Pero la manifestación no fue espontánea; fue organizada por funcionarios públicos que, sin vergüenza y viendo que su posición en el gobierno es débil, usaron recursos públicos para llevar gente a Bogotá, para pagarles almuerzos en otras ciudades y para montar una tarima de 264 millones de pesos en la plaza de Bolívar. En un descomunal acto de lambonería y derroche, los altos funcionarios le organizaron al presidente una movilización popular. 

Viendo esa movilización, el presidente parece haberse convencido de su popularidad, a pesar de que datos recientes indican lo contrario. Mirando a la gente reunida en la plaza dijo: “esta es una verdadera encuesta”. Así, con esa muestra escogida de entre sus seguidores, el presidente ratificó sus convicciones. 

Dio un discurso enérgico en el que no sólo habló de las prioridades programáticas de su gobierno, sino también de su estrategia. 

A pesar de que el gobierno ya lleva más de un año, de que la ejecución ha sido mediocre, y de que se han perdido recursos, tiempo y oportunidades, el presidente propuso tres ejes sobre los cuales quiere que se produzcan cambios. Habló de justicia social y educación, aprovechando la reforma a la educación que propuso su ministra. Habló de la paz total, y contó que “el ELN ha llegado a un punto de negociación que nunca había alcanzado en su historia”. Esto, a pesar de que los resultados de la mesa de negociación son inciertos, de que el ELN sigue cometiendo crímenes y violando el cese al fuego, y de que, como ha advertido el senador Cepeda, al proceso todavía le falta una fase pública con organizaciones sociales, probablemente cercanas al ELN, en que esa guerrilla va a intentar reformar una constitución en la que nunca ha creído

El otro “tema fundamental” de su gobierno, según el presidente, es la verdad (es curioso que el presidente diga que tiene un compromiso con la verdad, cuando él y su gobierno dicen mentiras, manipulan y hacen exageraciones sistemáticamente). 

Pero lo más notable del discurso del presidente no fue la parte programática, sino la parte en la que habló de su estrategia. Proyectando la que parece ser su forma ideal de conversación, el presidente hizo una pregunta y se la respondió sólo: “¿Cuál es la estrategia nuestra? ¿Cuál es la estrategia del Gobierno, del presidente de la República?  Movilizar al pueblo como lo estamos haciendo. Movilizar y movilizar”. 

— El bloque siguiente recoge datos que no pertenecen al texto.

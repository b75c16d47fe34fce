//! 内存中的表格（一次运行的输入或输出）

use serde_json::{Map, Value as JsonValue};

use crate::models::work_item::{ItemRecord, WorkItem};

/// 带表头的表格，每行是列名到值的映射
#[derive(Debug, Clone, Default, PartialEq)]
pub struct Table {
    pub columns: Vec<String>,
    pub rows: Vec<Map<String, JsonValue>>,
}

impl Table {
    pub fn new(columns: Vec<String>) -> Self {
        Self {
            columns,
            rows: Vec::new(),
        }
    }

    pub fn len(&self) -> usize {
        self.rows.len()
    }

    pub fn is_empty(&self) -> bool {
        self.rows.is_empty()
    }

    pub fn has_column(&self, column: &str) -> bool {
        self.columns.iter().any(|c| c == column)
    }

    /// 返回 `required` 中表格缺少的列（保持给定顺序）
    pub fn missing_columns(&self, required: &[String]) -> Vec<String> {
        required
            .iter()
            .filter(|c| !self.has_column(c))
            .cloned()
            .collect()
    }

    /// 每行转换为一个带原始序号的工作项
    pub fn to_work_items(&self) -> Vec<WorkItem> {
        self.rows
            .iter()
            .enumerate()
            .map(|(index, row)| WorkItem::new(index, row.clone()))
            .collect()
    }

    /// 由结果记录构造输出表，只保留 `columns` 中的列，缺失值写空
    pub fn from_records(columns: Vec<String>, records: Vec<ItemRecord>) -> Self {
        let rows = records
            .into_iter()
            .map(|record| {
                columns
                    .iter()
                    .map(|c| {
                        let value = record.fields.get(c).cloned().unwrap_or(JsonValue::Null);
                        (c.clone(), value)
                    })
                    .collect()
            })
            .collect();
        Self { columns, rows }
    }
}

#[cfg(test)]
mod tests {
    use super::*;
    use serde_json::json;

    #[test]
    fn test_missing_columns() {
        let table = Table::new(vec!["name".into(), "city".into()]);
        let missing = table.missing_columns(&["website".into(), "name".into(), "url".into()]);
        assert_eq!(missing, vec!["website", "url"]);
    }

    #[test]
    fn test_from_records_orders_columns() {
        let mut fields = Map::new();
        fields.insert("b".into(), json!(2));
        fields.insert("a".into(), json!(1));
        fields.insert("extra".into(), json!("x"));
        let table = Table::from_records(
            vec!["a".into(), "b".into(), "c".into()],
            vec![ItemRecord { index: 0, fields }],
        );
        let row: Vec<&String> = table.rows[0].keys().collect();
        assert_eq!(row, vec!["a", "b", "c"]);
        assert_eq!(table.rows[0]["c"], JsonValue::Null);
    }
}
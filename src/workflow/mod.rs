//! 流程层
//!
//! 定义"一个工作项"的处理流程，不持有资源

pub mod item_ctx;
pub mod item_flow;

pub use item_ctx::ItemCtx;
pub use item_flow::{interpret, ItemFlow};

En las palabras del presidente no sólo hay un populismo evidente, sino también un afán corporativista. El presidente, y varios de sus ministros, conciben la sociedad no como una suma de individuos autónomos y libres, sino como la suma de organizaciones gremiales: los campesinos, los grupos étnicos, los trabajadores, las mujeres, los periodistas, etc. Esto, que tiene raíces tanto en el fascismo como en el catolicismo social, es un rasgo propio del populismo latinoamericano (está en el justicialismo de Perón, en el sindicalismo patronal de Gaitán y en el proyecto de la constituyente fascista de Laureano Gómez, por ejemplo). 

Lo particular de estos modelos no es que la gente haga eso; las personas se organizan de forma espontánea, y en ocasiones libre, en grupos, en profesiones y en clases. Esto pasa en Colombia y pasa en todo el mundo. Lo que es particular del modelo es que el Estado (“el Gobierno, el presidente de la República”) sea quien organice a la sociedad en estos grupos, y que ejerza el control o tenga el poder de establecer sus agendas, de patrocinar, de movilizar y de darles forma a esos grupos. El presidente dijo que quiere “que el pueblo se organice en cooperativas, se organice en Juntas de Acción Comunal, se organice como el campesinado, como los indígenas, se organice en cada barrio, que las juventudes no anden solas, sino que anden acompañadas en su propia organización. Queremos un pueblo organizado”. 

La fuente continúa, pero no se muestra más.